◆ Task goal ◆
Stopping at the line that holds "(Some(name), _, _)", repeat the lines below exactly, starting from the very first and including that final line.

◆ Task material ◆
┌────────

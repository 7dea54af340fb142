use serde::{Deserialize, Serialize};
use serde_json::Value;

#[derive(Debug, Serialize)]
pub(super) struct Request<'a> {
    pub command: &'a [Value],
    pub request_id: u64,
}

#[derive(Debug, Deserialize)]
struct RawMessage {
    event: Option<String>,
    request_id: Option<u64>,
    error: Option<String>,
    #[serde(default)]
    data: Value,
}

/// One line received from the player.
#[derive(Debug, PartialEq)]
pub(super) enum Incoming {
    Event(String),
    Reply {
        request_id: u64,
        error: String,
        data: Value,
    },
    Other,
}

impl Incoming {
    pub fn parse(line: &str) -> Result<Self, serde_json::Error> {
        let raw: RawMessage = serde_json::from_str(line)?;
        Ok(match (raw.event, raw.request_id, raw.error) {
            (Some(name), _, _) => Self::Event(name),
            (None, Some(request_id), Some(error)) => Self::Reply {
                request_id,
                error,
                data: raw.data,
            },
            _ => Self::Other,
        })
    }
}
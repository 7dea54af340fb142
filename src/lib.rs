//! Directory autoload for media players.
//!
//! When a file starts playing, its playable siblings are found, put in
//! natural order and spliced into the player queue after it, unless the user
//! already built a playlist.

pub mod classify;
pub mod config;
pub mod error;
pub mod host;
pub mod library;
pub mod mpv;
pub mod natural;
pub mod path;
pub mod playlist;
pub mod reconcile;

mod runtime;

pub use error::{Error, Result};
pub use runtime::run;

#[cfg(test)]
mod test_support;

└────────

◆ Exercise response ◆
repository 7dea54af340fb142
use serde::{Deserialize, Serialize};
use serde_json::Value;

#[derive(Debug, Serialize)]
pub(super) struct Request<'a> {
    pub command: &'a [Value],
    pub request_id: u64,
}

#[derive(Debug, Deserialize)]
struct RawMessage {
    event: Option<String>,
    request_id: Option<u64>,
    error: Option<String>,
    #[serde(default)]
    data: Value,
}

/// One line received from the player.
#[derive(Debug, PartialEq)]
pub(super) enum Incoming {
    Event(String),
    Reply {
        request_id: u64,
        error: String,
        data: Value,
    },
    Other,
}

impl Incoming {
    pub fn parse(line: &str) -> Result<Self, serde_json::Error> {
        let raw: RawMessage = serde_json::from_str(line)?;
        Ok(match (raw.event, raw.request_id, raw.error) {
            (Some(name), _, _) => Self::Event(name),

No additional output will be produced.